**What you will do:** Word for word, set down every record that appears below.

**Provided data:**
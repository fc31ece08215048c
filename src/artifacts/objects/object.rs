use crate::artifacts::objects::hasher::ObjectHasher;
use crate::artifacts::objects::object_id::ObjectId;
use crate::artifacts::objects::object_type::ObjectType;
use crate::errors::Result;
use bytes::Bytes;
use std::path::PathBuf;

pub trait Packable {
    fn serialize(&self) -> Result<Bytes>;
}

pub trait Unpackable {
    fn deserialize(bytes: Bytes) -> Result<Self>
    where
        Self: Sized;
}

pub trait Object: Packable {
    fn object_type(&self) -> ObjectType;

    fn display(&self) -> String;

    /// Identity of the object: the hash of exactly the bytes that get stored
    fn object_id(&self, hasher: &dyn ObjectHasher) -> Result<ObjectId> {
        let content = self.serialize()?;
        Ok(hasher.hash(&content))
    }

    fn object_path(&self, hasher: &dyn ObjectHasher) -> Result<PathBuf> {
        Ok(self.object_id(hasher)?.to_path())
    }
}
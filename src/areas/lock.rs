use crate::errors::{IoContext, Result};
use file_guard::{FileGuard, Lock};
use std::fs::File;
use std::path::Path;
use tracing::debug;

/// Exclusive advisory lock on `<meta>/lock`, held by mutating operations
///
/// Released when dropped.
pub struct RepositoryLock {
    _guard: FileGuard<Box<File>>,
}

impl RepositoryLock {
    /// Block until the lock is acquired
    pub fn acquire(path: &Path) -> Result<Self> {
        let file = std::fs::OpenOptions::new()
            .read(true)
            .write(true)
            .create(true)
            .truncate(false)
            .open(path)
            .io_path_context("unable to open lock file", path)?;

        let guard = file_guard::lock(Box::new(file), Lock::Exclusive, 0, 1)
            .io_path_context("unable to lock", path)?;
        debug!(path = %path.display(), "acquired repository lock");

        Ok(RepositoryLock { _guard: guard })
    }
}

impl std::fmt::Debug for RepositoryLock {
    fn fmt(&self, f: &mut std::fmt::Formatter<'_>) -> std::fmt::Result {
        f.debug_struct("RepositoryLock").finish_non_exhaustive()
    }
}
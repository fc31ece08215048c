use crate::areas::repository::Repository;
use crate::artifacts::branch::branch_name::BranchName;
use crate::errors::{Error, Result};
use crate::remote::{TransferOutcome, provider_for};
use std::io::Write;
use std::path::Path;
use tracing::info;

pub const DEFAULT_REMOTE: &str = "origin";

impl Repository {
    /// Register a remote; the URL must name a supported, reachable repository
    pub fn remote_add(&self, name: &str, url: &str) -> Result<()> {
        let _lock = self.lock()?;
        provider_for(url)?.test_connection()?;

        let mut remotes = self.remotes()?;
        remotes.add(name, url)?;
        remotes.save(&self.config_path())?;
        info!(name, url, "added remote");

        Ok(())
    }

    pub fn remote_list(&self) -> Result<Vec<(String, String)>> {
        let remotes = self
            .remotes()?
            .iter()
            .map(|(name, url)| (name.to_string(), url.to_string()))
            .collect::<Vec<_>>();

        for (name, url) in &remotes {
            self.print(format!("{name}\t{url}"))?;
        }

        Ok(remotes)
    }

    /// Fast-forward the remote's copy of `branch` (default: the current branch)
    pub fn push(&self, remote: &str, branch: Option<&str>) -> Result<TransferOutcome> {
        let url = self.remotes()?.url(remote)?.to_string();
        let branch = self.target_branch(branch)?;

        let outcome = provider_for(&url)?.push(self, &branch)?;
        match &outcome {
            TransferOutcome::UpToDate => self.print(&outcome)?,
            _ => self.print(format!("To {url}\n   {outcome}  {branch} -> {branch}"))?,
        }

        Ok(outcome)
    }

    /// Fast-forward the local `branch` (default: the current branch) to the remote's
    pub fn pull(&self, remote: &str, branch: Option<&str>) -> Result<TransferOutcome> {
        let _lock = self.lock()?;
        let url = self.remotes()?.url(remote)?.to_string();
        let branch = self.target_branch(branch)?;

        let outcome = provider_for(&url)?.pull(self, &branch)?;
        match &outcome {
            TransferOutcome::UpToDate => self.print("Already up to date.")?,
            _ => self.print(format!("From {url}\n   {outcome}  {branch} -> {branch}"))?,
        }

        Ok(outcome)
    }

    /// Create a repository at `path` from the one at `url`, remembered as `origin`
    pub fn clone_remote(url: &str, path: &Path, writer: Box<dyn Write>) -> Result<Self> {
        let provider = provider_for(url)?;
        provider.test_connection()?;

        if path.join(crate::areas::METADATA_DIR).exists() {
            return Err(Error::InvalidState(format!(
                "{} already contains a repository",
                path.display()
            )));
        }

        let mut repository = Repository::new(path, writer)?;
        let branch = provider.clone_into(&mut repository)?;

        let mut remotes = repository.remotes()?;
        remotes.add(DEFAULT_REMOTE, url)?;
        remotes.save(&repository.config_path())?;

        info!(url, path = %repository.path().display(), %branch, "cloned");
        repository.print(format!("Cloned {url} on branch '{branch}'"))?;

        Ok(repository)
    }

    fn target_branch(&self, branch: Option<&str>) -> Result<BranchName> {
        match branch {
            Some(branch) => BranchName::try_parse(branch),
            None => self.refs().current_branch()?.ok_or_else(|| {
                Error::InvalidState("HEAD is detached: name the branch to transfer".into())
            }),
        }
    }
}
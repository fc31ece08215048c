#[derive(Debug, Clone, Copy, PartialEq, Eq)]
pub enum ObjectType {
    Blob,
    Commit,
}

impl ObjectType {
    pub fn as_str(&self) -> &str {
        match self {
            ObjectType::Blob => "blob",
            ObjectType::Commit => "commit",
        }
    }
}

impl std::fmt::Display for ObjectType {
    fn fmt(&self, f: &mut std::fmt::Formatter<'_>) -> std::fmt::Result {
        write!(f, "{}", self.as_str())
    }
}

**Answer space:**
repository fc31ece08215048c
filename src/artifacts/objects/object.rs
use crate::artifacts::objects::hasher::ObjectHasher;
use crate::artifacts::objects::object_id::ObjectId;
use crate::artifacts::objects::object_type::ObjectType;
use crate::errors::Result;
use bytes::Bytes;
use std::path::PathBuf;

pub trait Packable {
    fn serialize(&self) -> Result<Bytes>;
}

pub trait Unpackable {
    fn deserialize(bytes: Bytes) -> Result<Self>
    where
        Self: Sized;
}

pub trait Object: Packable {
    fn object_type(&self) -> ObjectType;

    fn display(&self) -> String;

    /// Identity of the object: the hash of exactly the bytes that get stored
    fn object_id(&self, hasher: &dyn ObjectHasher) -> Result<ObjectId> {
        let content = self.serialize()?;
        Ok(hasher.hash(&content))
    }

    fn object_path(&self, hasher: &dyn ObjectHasher) -> Result<PathBuf> {
        Ok(self.object_id(hasher)?.to_path())
    }
}
filename src/areas/lock.rs
use crate::errors::{IoContext, Result};
use file_guard::{FileGuard, Lock};
use std::fs::File;
use std::path::Path;
use tracing::debug;

/// Exclusive advisory lock on `<meta>/lock`, held by mutating operations
///
/// Released when dropped.
pub struct RepositoryLock {
    _guard: FileGuard<Box<File>>,
}

impl RepositoryLock {
    /// Block until the lock is acquired
    pub fn acquire(path: &Path) -> Result<Self> {
        let file = std::fs::OpenOptions::new()
            .read(true)
            .write(true)
            .create(true)
            .truncate(false)
            .open(path)
            .io_path_context("unable to open lock file", path)?;

        let guard = file_guard::lock(Box::new(file), Lock::Exclusive, 0, 1)
            .io_path_context("unable to lock", path)?;
        debug!(path = %path.display(), "acquired repository lock");

        Ok(RepositoryLock { _guard: guard })
    }
}

impl std::fmt::Debug for RepositoryLock {
    fn fmt(&self, f: &mut std::fmt::Formatter<'_>) -> std::fmt::Result {
        f.debug_struct("RepositoryLock").finish_non_exhaustive()
    }
}
repository fc31ece08215048c
use crate::areas::repository::Repository;
use crate::artifacts::branch::branch_name::BranchName;
use crate::errors::{Error, Result};
use crate::remote::{TransferOutcome, provider_for};
use std::io::Write;
use std::path::Path;
use tracing::info;

pub const DEFAULT_REMOTE: &str = "origin";

impl Repository {
    /// Register a remote; the URL must name a supported, reachable repository
    pub fn remote_add(&self, name: &str, url: &str) -> Result<()> {
        let _lock = self.lock()?;
        provider_for(url)?.test_connection()?;

        let mut remotes = self.remotes()?;
        remotes.add(name, url)?;
        remotes.save(&self.config_path())?;
        info!(name, url, "added remote");

        Ok(())
    }

    pub fn remote_list(&self) -> Result<Vec<(String, String)>> {
        let remotes = self
            .remotes()?
            .iter()
            .map(|(name, url)| (name.to_string(), url.to_string()))
            .collect::<Vec<_>>();

        for (name, url) in &remotes {
            self.print(format!("{name}\t{url}"))?;
        }

        Ok(remotes)
    }

    /// Fast-forward the remote's copy of `branch` (default: the current branch)
    pub fn push(&self, remote: &str, branch: Option<&str>) -> Result<TransferOutcome> {
        let url = self.remotes()?.url(remote)?.to_string();
        let branch = self.target_branch(branch)?;

        let outcome = provider_for(&url)?.push(self, &branch)?;
        match &outcome {
            TransferOutcome::UpToDate => self.print(&outcome)?,
            _ => self.print(format!("To {url}\n   {outcome}  {branch} -> {branch}"))?,
        }

        Ok(outcome)
    }

    /// Fast-forward the local `branch` (default: the current branch) to the remote's
    pub fn pull(&self, remote: &str, branch: Option<&str>) -> Result<TransferOutcome> {
        let _lock = self.lock()?;
        let url = self.remotes()?.url(remote)?.to_string();
        let branch = self.target_branch(branch)?;

        let outcome = provider_for(&url)?.pull(self, &branch)?;
        match &outcome {
            TransferOutcome::UpToDate => self.print("Already up to date.")?,
            _ => self.print(format!("From {url}\n   {outcome}  {branch} -> {branch}"))?,
        }

        Ok(outcome)
    }

    /// Create a repository at `path` from the one at `url`, remembered as `origin`
    pub fn clone_remote(url: &str, path: &Path, writer: Box<dyn Write>) -> Result<Self> {
        let provider = provider_for(url)?;
        provider.test_connection()?;

        if path.join(crate::areas::METADATA_DIR).exists() {
            return Err(Error::InvalidState(format!(
                "{} already contains a repository",
                path.display()
            )));
        }

        let mut repository = Repository::new(path, writer)?;
        let branch = provider.clone_into(&mut repository)?;

        let mut remotes = repository.remotes()?;
        remotes.add(DEFAULT_REMOTE, url)?;
        remotes.save(&repository.config_path())?;

        info!(url, path = %repository.path().display(), %branch, "cloned");
        repository.print(format!("Cloned {url} on branch '{branch}'"))?;

        Ok(repository)
    }

    fn target_branch(&self, branch: Option<&str>) -> Result<BranchName> {
        match branch {
            Some(branch) => BranchName::try_parse(branch),
            None => self.refs().current_branch()?.ok_or_else(|| {
                Error::InvalidState("HEAD is detached: name the branch to transfer".into())
            }),
        }
    }
}
repository fc31ece08215048c
#[derive(Debug, Clone, Copy, PartialEq, Eq)]
pub enum ObjectType {
    Blob,
    Commit,
}

impl ObjectType {
    pub fn as_str(&self) -> &str {
        match self {
            ObjectType::Blob => "blob",
            ObjectType::Commit => "commit",
        }
    }
}

impl std::fmt::Display for ObjectType {
    fn fmt(&self, f: &mut std::fmt::Formatter<'_>) -> std::fmt::Result {
        write!(f, "{}", self.as_str())
    }
}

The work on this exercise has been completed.